Downtown Lake Charles, La., took a heavy hit, with widespread destruction from Laura’s devastating winds. Roofs were peeled off, buildings were destroyed, and lampposts were tossed into the streets. An industrial plant that makes chlorine-based products nearby was on fire, sending caustic smoke throughout the area and leading to a shelter-in-place order.

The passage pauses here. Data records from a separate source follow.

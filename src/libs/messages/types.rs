#[derive(Debug, Clone)]
pub enum Message {
    // === ORDER MESSAGES ===
    OrderCreated(String),          // id
    OrdersNotFound,
    InvalidSlaHours(f64),          // rejected value
    OrderDetailsHeader(String),    // id
    OrderMarkedWaiting(String),    // id
    OrderPauseUpdated(String),     // id
    OrderResumed(String, String),  // id, restored status
    OrderNoOpenPause(String),      // id
    OrderCompleted(String),        // id
    PausesHeader,
    NoPauses,

    // === DASHBOARD MESSAGES ===
    DashboardHeader(String),       // reference time
    NewOverdueSinceLastSeen(usize), // count

    // === WATCH MESSAGES ===
    WatchStarted(u64),             // poll interval in seconds
    WatchStopped,
    WatchTick(usize),              // orders evaluated
    OrderBecameOverdue(String, String),  // id, chargeable hours
    OrderBecameNearDue(String, String),  // id, remaining
    OrderBackOnTrack(String),      // id
    WatchCtrlCListenFailed(String), // error

    // === SESSION MESSAGES ===
    SessionRole(String),           // role
    SessionUpdated(String),        // role

    // === CONFIGURATION MESSAGES ===
    ConfigSaved,
    ConfigDeleted,
    ConfigModuleSla,
    ConfigModuleWatch,

    // === EXPORT MESSAGES ===
    ExportCompleted(String),       // path

    // === DATABASE MESSAGES ===
    MigrationsFound(usize),        // count
    RunningMigration(u32, String), // version, name
    MigrationCompleted(u32),       // version
    MigrationFailed(u32, String),  // version, error
    AllMigrationsCompleted,

    // === PROMPTS ===
    PromptSelectModules,
    PromptElapsedMode,
    PromptDefaultSlaHours,
    PromptNearDueRatio,
    PromptPollInterval,
    PromptNotifyNearDue,
}
use anyhow::Result;
use std::env::consts::OS;
use std::env::var;
use std::fs;
use std::path::{Path, PathBuf};

pub const VENDOR_NAME: &str = "municipal";
pub const APP_NAME: &str = "obras";

#[derive(Clone)]
pub struct DataStorage {
    base_path: PathBuf,
}

impl DataStorage {
    pub fn new() -> Self {
        let base_path = match OS {
            "windows" => var("LOCALAPPDATA").unwrap_or_else(|_| ".".into()),
            "macos" => var("HOME").unwrap_or_else(|_| ".".into()) + "/Library/Application Support",
            _ => var("HOME").unwrap_or_else(|_| ".".into()) + "/.local/share",
        };
        Self::at(Path::new(&base_path).join(VENDOR_NAME).join(APP_NAME))
    }

    /// Storage rooted at an explicit directory.
    pub fn at(base_path: PathBuf) -> Self {
        Self { base_path }
    }

    pub fn get_path(&self, file_name: &str) -> Result<PathBuf> {
        if !self.base_path.exists() {
            fs::create_dir_all(&self.base_path)?;
        }
        Ok(self.base_path.join(file_name))
    }
}

impl Default for DataStorage {
    fn default() -> Self {
        Self::new()
    }
}
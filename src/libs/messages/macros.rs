//! Macros for application messaging and logging.
//!
//! Every macro routes through one switch: when debug mode is on, output goes
//! to `tracing` as structured events; otherwise it is printed plainly to the
//! terminal (errors to stderr).
//!
//! ## Debug Mode Detection
//!
//! Debug mode is on when either variable is set:
//! - **`OBRAS_DEBUG`**: application-specific flag
//! - **`RUST_LOG`**: standard filter, also read by the subscriber in `main`
//!
//! ```text
//! msg_info!(..) ──▶ debug mode? ──yes──▶ tracing::info!
//!                        │
//!                        └──no───▶ println!
//! ```
//!
//! ## Usage Examples
//!
//! ```rust
//! use obras::{msg_info, msg_success};
//! use obras::libs::messages::Message;
//!
//! msg_success!(Message::OrderCreated("OS-1".to_string()));
//! msg_info!(Message::WatchStarted(60), true);
//! ```

use std::sync::OnceLock;

static DEBUG_MODE: OnceLock<bool> = OnceLock::new();

/// Checks once whether debug mode is enabled and caches the answer.
#[doc(hidden)]
pub fn is_debug_mode() -> bool {
    *DEBUG_MODE.get_or_init(|| std::env::var("OBRAS_DEBUG").is_ok() || std::env::var("RUST_LOG").is_ok())
}

/// Prints a general message.
#[macro_export]
macro_rules! msg_print {
    ($msg:expr) => {
        if $crate::libs::messages::macros::is_debug_mode() {
            tracing::info!("{}", $msg);
        } else {
            println!("{}", $msg);
        }
    };
    ($msg:expr, true) => {
        if $crate::libs::messages::macros::is_debug_mode() {
            tracing::info!("\n{}\n", $msg);
        } else {
            println!("\n{}\n", $msg);
        }
    };
}

/// Prints a success message with ✅ prefix.
#[macro_export]
macro_rules! msg_success {
    ($msg:expr) => {
        if $crate::libs::messages::macros::is_debug_mode() {
            tracing::info!("✅ {}", $msg);
        } else {
            println!("✅ {}", $msg);
        }
    };
    ($msg:expr, true) => {
        if $crate::libs::messages::macros::is_debug_mode() {
            tracing::info!("\n✅ {}\n", $msg);
        } else {
            println!("\n✅ {}\n", $msg);
        }
    };
}

/// Prints an error message with ❌ prefix to stderr.
#[macro_export]
macro_rules! msg_error {
    ($msg:expr) => {
        if $crate::libs::messages::macros::is_debug_mode() {
            tracing::error!("❌ {}", $msg);
        } else {
            eprintln!("❌ {}", $msg);
        }
    };
    ($msg:expr, true) => {
        if $crate::libs::messages::macros::is_debug_mode() {
            tracing::error!("\n❌ {}\n", $msg);
        } else {
            eprintln!("\n❌ {}\n", $msg);
        }
    };
}

/// Prints a warning message with ⚠️ prefix.
///
/// Used for overdue alerts, which must stand out from routine output.
#[macro_export]
macro_rules! msg_warning {
    ($msg:expr) => {
        if $crate::libs::messages::macros::is_debug_mode() {
            tracing::warn!("⚠️ {}", $msg);
        } else {
            println!("⚠️ {}", $msg);
        }
    };
    ($msg:expr, true) => {
        if $crate::libs::messages::macros::is_debug_mode() {
            tracing::warn!("\n⚠️ {}\n", $msg);
        } else {
            println!("\n⚠️ {}\n", $msg);
        }
    };
}

/// Prints an informational message with ℹ️ prefix.
#[macro_export]
macro_rules! msg_info {
    ($msg:expr) => {
        if $crate::libs::messages::macros::is_debug_mode() {
            tracing::info!("ℹ️ {}", $msg);
        } else {
            println!("ℹ️ {}", $msg);
        }
    };
    ($msg:expr, true) => {
        if $crate::libs::messages::macros::is_debug_mode() {
            tracing::info!("\nℹ️ {}\n", $msg);
        } else {
            println!("\nℹ️ {}\n", $msg);
        }
    };
}

/// Debug-only message; suppressed entirely outside debug mode.
#[macro_export]
macro_rules! msg_debug {
    ($msg:expr) => {
        if $crate::libs::messages::macros::is_debug_mode() {
            tracing::debug!("🔍 {}", $msg);
        }
    };
}

/// Early return with an `anyhow::Error` built from a message.
#[macro_export]
macro_rules! msg_bail_anyhow {
    ($msg:expr) => {
        anyhow::bail!("❌ {}", $msg)
    };
}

The storm, which leaped from a Category 1 hurricane on Tuesday to a high-end Category 4 on Wednesday night, packed 150 mph peak winds when it crossed the coast. The storm weakened and was downgraded to a Category 2 hurricane Thursday morning as it headed northward, but it still had sustained winds of more than 100 mph.

The latest developments:

  • Lake Charles, La., had issued mandatory evacuations on Wednesday. There was major damage to buildings in the city’s downtown area, which endured the brunt of the storm’s eyewall.
  • A suspected chemical cloud emanating from an industrial area along the highway has shut down Interstate 10 outside of Lake Charles and has led to a shelter-in-place order in Sulphur, La., where authorities are warning people to stay indoors with their windows closed. Authorities said the fire was at a plant that makes chlorine-based products.
  • Laura’s rate of intensification between Tuesday and Wednesday tied for the fastest on record in the Gulf of Mexico.
  • The Hurricane Center said storm surge inundation could be “unsurvivable,” affecting areas up 40 miles inland from the coast in southwest Louisiana and that floodwaters may not fully recede for several days after the storm. As of 5 a.m., a surge over 9 feet had been observed in parts of coastal southwest Louisiana.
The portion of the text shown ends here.